**Problem to solve:** Examine the listing below and state how many of its lines contain the word "first". Write only the number.

"""

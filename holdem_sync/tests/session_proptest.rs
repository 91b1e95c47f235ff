/// Property-based tests for snapshot projection and the activity log
///
/// These tests verify the projector and log buffer invariants across
/// randomly generated snapshots and append sequences.
use holdem_sync::{
    GameSnapshot, Phase, Player,
    session::{
        log_buffer::LogBuffer, notifier::Severity, projector::StateProjector, view::is_my_turn,
    },
};
use proptest::prelude::*;

// Strategy to generate a phase
fn phase_strategy() -> impl Strategy<Value = Phase> {
    prop_oneof![
        Just(Phase::Waiting),
        Just(Phase::PreFlop),
        Just(Phase::Flop),
        Just(Phase::Turn),
        Just(Phase::River),
        Just(Phase::Showdown),
        Just(Phase::Finished),
    ]
}

// Strategy to generate a player with an id from a small pool so identities collide
fn player_strategy() -> impl Strategy<Value = Player> {
    (0u8..6, 0i64..5_000, any::<bool>()).prop_map(|(id, chips, has_folded)| Player {
        id: format!("p{id}"),
        name: format!("Player {id}"),
        chips,
        has_folded,
        ..Default::default()
    })
}

fn snapshot_strategy() -> impl Strategy<Value = GameSnapshot> {
    (
        0i64..10_000,
        phase_strategy(),
        prop::collection::vec(player_strategy(), 0..=6),
        prop::option::of(player_strategy()),
        0i64..1_000,
        prop::option::of(any::<bool>()),
    )
        .prop_map(
            |(pot, phase, players, current_player, current_bet, auto_game_running)| GameSnapshot {
                pot,
                phase,
                players,
                community_cards: Vec::new(),
                current_player,
                current_bet,
                auto_game_running,
            },
        )
}

// Everything a reader can observe through the projector
fn observe(projector: &StateProjector) -> (i64, Phase, usize, i64, bool, bool, usize) {
    (
        projector.pot(),
        projector.phase(),
        projector.players().len(),
        projector.current_bet(),
        projector.is_my_turn(),
        projector.auto_game_running(),
        projector.my_hole_cards().len(),
    )
}

proptest! {
    #[test]
    fn test_apply_snapshot_is_idempotent(
        snapshot in snapshot_strategy(),
        identity in prop::option::of(0u8..6),
    ) {
        let mut projector = StateProjector::new();
        if let Some(id) = identity {
            projector.set_identity(format!("p{id}"));
        }

        projector.apply_snapshot(snapshot.clone());
        let once = observe(&projector);
        projector.apply_snapshot(snapshot);
        prop_assert_eq!(once, observe(&projector));
    }

    #[test]
    fn test_latest_snapshot_wins(
        first in snapshot_strategy(),
        second in snapshot_strategy(),
    ) {
        let mut projector = StateProjector::new();
        projector.apply_snapshot(first);
        projector.apply_snapshot(second.clone());
        prop_assert_eq!(projector.snapshot().as_ref(), &second);
    }

    #[test]
    fn test_is_my_turn_matches_definition(
        snapshot in snapshot_strategy(),
        identity in prop::option::of(0u8..6),
    ) {
        let identity = identity.map(|id| format!("p{id}"));
        let expected = match &identity {
            None => false,
            Some(id) => {
                snapshot.acting_player_id() == Some(id.as_str())
                    && snapshot.player(id).is_some_and(|p| !p.has_folded)
            }
        };
        prop_assert_eq!(is_my_turn(&snapshot, identity.as_deref()), expected);
    }

    #[test]
    fn test_log_keeps_newest_in_arrival_order(
        capacity in 1usize..20,
        count in 0usize..100,
    ) {
        let mut log = LogBuffer::new(capacity);
        for i in 0..count {
            log.push(Severity::Info, i.to_string());
        }

        let kept: Vec<usize> = log
            .iter()
            .map(|entry| entry.message.parse().unwrap())
            .collect();
        let expected: Vec<usize> = (count.saturating_sub(capacity)..count).collect();
        prop_assert_eq!(kept, expected);
    }
}
use indexmap::IndexMap;
use serde::{Deserialize, Serialize};

/// A project manifest (`package.json`). Recognized fields get typed access;
/// everything else is captured in `other` and written back verbatim.
#[derive(Deserialize, Serialize, Debug, Clone, Default)]
pub struct Manifest {
    #[serde(skip_serializing_if = "Option::is_none")]
    pub name: Option<String>,
    #[serde(skip_serializing_if = "Option::is_none")]
    pub version: Option<String>,
    #[serde(skip_serializing_if = "Option::is_none")]
    pub description: Option<String>,
    #[serde(skip_serializing_if = "Option::is_none")]
    pub license: Option<String>,
    #[serde(skip_serializing_if = "Option::is_none")]
    pub main: Option<String>,
    #[serde(skip_serializing_if = "Option::is_none")]
    pub scripts: Option<IndexMap<String, String>>,
    #[serde(skip_serializing_if = "Option::is_none")]
    pub dependencies: Option<IndexMap<String, String>>,
    #[serde(rename = "devDependencies", skip_serializing_if = "Option::is_none")]
    pub dev_dependencies: Option<IndexMap<String, String>>,
    #[serde(flatten)]
    pub other: IndexMap<String, serde_json::Value>,
}

#[derive(Debug, Clone, Copy, PartialEq, Eq)]
pub enum DependencyType {
    Dependencies,
    DevDependencies,
}

impl Manifest {
    /// Runtime and dev dependencies merged in manifest order, runtime
    /// entries winning when a name appears in both.
    #[must_use]
    pub fn all_dependencies(&self) -> IndexMap<String, String> {
        let mut merged = IndexMap::new();
        if let Some(deps) = &self.dependencies {
            merged.extend(deps.iter().map(|(k, v)| (k.clone(), v.clone())));
        }
        if let Some(dev_deps) = &self.dev_dependencies {
            for (name, range) in dev_deps {
                merged
                    .entry(name.clone())
                    .or_insert_with(|| range.clone());
            }
        }
        merged
    }

    #[must_use]
    pub fn runtime_dependencies(&self) -> IndexMap<String, String> {
        self.dependencies.clone().unwrap_or_default()
    }

    /// The declared range for `name`, searching runtime deps before dev.
    #[must_use]
    pub fn dependency_range(&self, name: &str) -> Option<&String> {
        self.dependencies
            .as_ref()
            .and_then(|deps| deps.get(name))
            .or_else(|| {
                self.dev_dependencies
                    .as_ref()
                    .and_then(|deps| deps.get(name))
            })
    }
}

#[cfg(test)]
mod tests {
    use super::*;

    fn manifest_with(deps: &[(&str, &str)], dev: &[(&str, &str)]) -> Manifest {
        let to_map = |pairs: &[(&str, &str)]| -> Option<IndexMap<String, String>> {
            (!pairs.is_empty()).then(|| {
                pairs
                    .iter()
                    .map(|(k, v)| (k.to_string(), v.to_string()))
                    .collect()
            })
        };
        Manifest {
            dependencies: to_map(deps),
            dev_dependencies: to_map(dev),
            ..Manifest::default()
        }
    }

    #[test]
    fn merge_keeps_manifest_order() {
        let manifest = manifest_with(&[("a", "^1.0.0"), ("b", "^2.0.0")], &[("c", "^3.0.0")]);
        let names: Vec<String> = manifest.all_dependencies().into_keys().collect();
        assert_eq!(names, vec!["a", "b", "c"]);
    }

    #[test]
    fn runtime_wins_name_clashes() {
        let manifest = manifest_with(&[("a", "^1.0.0")], &[("a", "^9.0.0"), ("b", "*")]);
        let merged = manifest.all_dependencies();
        assert_eq!(merged.get("a"), Some(&"^1.0.0".to_string()));
        assert_eq!(merged.get("b"), Some(&"*".to_string()));
    }

    #[test]
    fn lookup_prefers_runtime() {
        let manifest = manifest_with(&[("a", "^1.0.0")], &[("a", "^9.0.0")]);
        assert_eq!(manifest.dependency_range("a"), Some(&"^1.0.0".to_string()));
        assert_eq!(manifest.dependency_range("missing"), None);
    }
}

"""

**Answer section:** 2